These scalloped potatoes make a memorable side dish


We’re just going to come right out and say it. Side dishes are often the best thing on the table during a big holiday meal. They may carry the label of supporting players, but when made with love, side dishes can steal the spotlight from the main dish.

A popular accompaniment to a nice meal is scalloped potatoes. Everything about this dish screams comfort food, and what is better than that, especially during the chilly holiday season?

Scalloped potatoes combine thin layers of potato in a rich, creamy and cheesy sauce. They’re completely worthy of a special occasion.


However, when looking for scalloped potato recipes, you want to make sure to find one that adds a little extra flavor to take it to the next level. This dish can turn out bland without the right mixture of cheese, herbs and spices. That’s why we love this Scalloped Potatoes with Carmelized Onions recipe shared by

Katheryn’s Kitchen’s scalloped potato recipe earned her the runner-up spot for Food52’s Your Best Recipe With Potatoes contest in 2013. One look at the ingredients shows why it’s a winner. Your shopping list to put this casserole together won’t be long, and the ingredients are all easy to find. In addition to some kitchen staples, you’ll need large Yukon gold potatoes, a large yellow or Spanish onion, crushed garlic, thyme sprigs, whipping cream and shredded gruyère cheese.
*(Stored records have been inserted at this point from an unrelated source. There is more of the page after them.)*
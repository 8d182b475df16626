//! Shared fixtures for the softbody integration tests.
//!
//! Actor documents live here as `&'static str` so every scenario starts from
//! the same text the parser sees in production. The helpers keep the tests
//! focused on behaviour: parse, spawn, step.

use std::sync::Arc;

use sim_core::actor::StepContext;
use sim_core::{spawn_actor, Actor, ActorManager, ActorSpawnRequest, ActorState, Collaborators};
use sim_truck::Document;
use sim_types::{ActorId, FlatTerrain, NullSound, SimConfig, TerrainQuery, Vec3};

// ============================================================================
// Documents
// ============================================================================

/// Two nodes one metre apart, one beam with k=1000, d=5.
pub const PAIR: &str = "\
pair
globals
100, 0
set_beam_defaults 1000, 5
nodes
0, 0.0, 1.0, 0.0
1, 1.0, 1.0, 0.0
beams
0, 1
end
";

/// The pair with a stiff, weak beam.
pub const FRAGILE_PAIR: &str = "\
fragile
globals
100, 0
set_beam_defaults 100000, 5, -1, 10
nodes
0, 0.0, 1.0, 0.0
1, 1.0, 1.0, 0.0
beams
0, 1
end
";

/// The pair with an undamped spring.
pub const UNDAMPED_PAIR: &str = "\
undamped
globals
100, 0
set_beam_defaults 1000, 0
nodes
0, 0.0, 1.0, 0.0
1, 1.0, 1.0, 0.0
beams
0, 1
end
";

/// One support beam that may stretch to five times its length.
pub const SUPPORT: &str = "\
support
globals
100, 0
nodes
0, 0.0, 0.0, 0.0
1, 1.0, 0.0, 0.0
beams
0, 1, s, 4
end
";

/// A rigid tetrahedron with default presets.
pub const BOX: &str = "\
box
globals
400, 0
nodes
0, 0.0, 0.0, 0.0
1, 1.0, 0.0, 0.0
2, 0.0, 0.0, 1.0
3, 0.0, 1.0, 0.0
beams
0, 1
0, 2
0, 3
1, 2
1, 3
2, 3
end
";

/// Four corner nodes and a roof node, braced; wheel sections go on top.
pub const CHASSIS: &str = "\
chassis
globals
2000, 500
nodes
0, 0.0, 0.5, 0.0
1, 0.0, 0.5, 1.0
2, 2.0, 0.5, 0.0, l
3, 2.0, 0.5, 1.0, l
4, 1.0, 1.0, 0.5
beams
0, 1
2, 3
0, 2
1, 3
0, 4
1, 4
2, 4
3, 4
";

/// An engine alone; the drivetrain has no wheels to load it.
pub const ENGINE: &str = "\
engine
globals
500, 0
nodes
0, 0.0, 0.0, 0.0
1, 1.0, 0.0, 0.0
2, 0.0, 1.0, 0.0
beams
0, 1
0, 2
1, 2
engine
400, 2000, 500, 3.0, -3, 0, 5, 4, 3, -1
engoption
10, t
end
";

/// A hydraulic arm: key 3 shortens, key 4 extends.
pub const ARM: &str = "\
arm
globals
200, 0
nodes
0, 0.0, 0.0, 0.0
1, 1.0, 0.0, 0.0
2, 0.0, 1.0, 0.0
beams
0, 1
0, 2
commands2
1, 2, 0.5, 0.25, 0.6, 1.4, 3, 4, n, Arm
end
";

/// A single hookable node that reaches 0.6 m.
pub const HOOK_POINT: &str = "\
hookpoint
globals
100, 0
nodes
0, 0.0, 0.0, 0.0, h
hooks
0, hookrange, 0.6
end
";

/// `CHASSIS` closed with one more section.
#[must_use]
pub fn chassis_with(section: &str, lines: &str) -> String {
    format!("{CHASSIS}{section}\n{lines}\nend\n")
}

// ============================================================================
// Helpers
// ============================================================================

/// Parse a fixture, failing the test on fatal input.
///
/// # Panics
///
/// When the document is rejected.
#[must_use]
pub fn load(text: &str) -> Arc<Document> {
    match sim_truck::load(text) {
        Ok(out) => Arc::new(out.document),
        Err(err) => panic!("fixture rejected: {err}"),
    }
}

/// Spawn a fixture as a simulated actor, node 0 at `at`.
///
/// # Panics
///
/// When the document is rejected or fails to spawn.
#[must_use]
pub fn spawn(text: &str, at: Vec3, config: &SimConfig) -> Actor {
    let doc = load(text);
    let request = ActorSpawnRequest::at(at).free_position();
    let mut actor = match spawn_actor(&doc, ActorId(1), &request, config, &FlatTerrain::new(-100.0)) {
        Ok(actor) => actor,
        Err(err) => panic!("spawn failed: {err}"),
    };
    actor.state = ActorState::LocalSimulated;
    actor
}

/// Run `steps` substeps, calling `each` after every one.
pub fn run_with(
    actor: &mut Actor,
    config: &SimConfig,
    terrain: &dyn TerrainQuery,
    steps: usize,
    mut each: impl FnMut(usize, &Actor),
) {
    let ctx = StepContext {
        config,
        terrain,
        sound: &NullSound,
        do_update: false,
        frame_dt: 0.0,
        player: None,
    };
    for step in 0..steps {
        actor.substep(&ctx);
        each(step, actor);
    }
}

/// Run `steps` substeps.
pub fn run(actor: &mut Actor, config: &SimConfig, terrain: &dyn TerrainQuery, steps: usize) {
    run_with(actor, config, terrain, steps, |_, _| {});
}

/// Substeps covering `seconds` at the configured rate.
#[must_use]
#[allow(clippy::cast_possible_truncation, clippy::cast_sign_loss)]
pub fn steps_for(seconds: f64, config: &SimConfig) -> usize {
    (seconds / config.physics_dt).round() as usize
}

/// Manager stepping inline over a ground plane far below the fixtures.
///
/// # Panics
///
/// When `config` is invalid.
#[must_use]
pub fn manager(config: SimConfig) -> ActorManager {
    let collab = Collaborators::default().with_terrain(Arc::new(FlatTerrain::new(-100.0)));
    match ActorManager::new(config.async_physics(false), collab) {
        Ok(m) => m,
        Err(err) => panic!("manager rejected its config: {err}"),
    }
}

/// Spawn into `m` at `at` and wake the actor.
///
/// # Panics
///
/// When the spawn fails.
pub fn spawn_awake(m: &mut ActorManager, text: &str, at: Vec3) -> ActorId {
    let id = match m.spawn(load(text), ActorSpawnRequest::at(at).free_position()) {
        Ok(id) => id,
        Err(err) => panic!("spawn failed: {err}"),
    };
    if let Err(err) = m.wake(id) {
        panic!("wake failed: {err}");
    }
    id
}

/// Distance between two nodes of `actor`.
#[must_use]
pub fn node_distance(actor: &Actor, a: usize, b: usize) -> f64 {
    (actor.nodes[a].position - actor.nodes[b].position).norm()
}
Putting together this recipe does take a little time — it requires prepping the potatoes and the sauce separately then baking for up to 2 hours. So it’s not something you can throw together at the last moment. However, whatever time you invest in the proper preparation for these scalloped potatoes will pay off when it comes to sitting down and enjoying a heaping helping later.

You can get step-by-step instructions for making this dish in the recipe post on Food52’s website.

Here’s a good tip from the recipe author that’ll ease your hectic holiday meal-cooking schedule: you can make this scalloped potato casserole up to two days ahead. Once you make it and bake it, allow it to cool and refrigerate. Then, when you’re ready to serve, simply reheat it for 30 minutes in the oven.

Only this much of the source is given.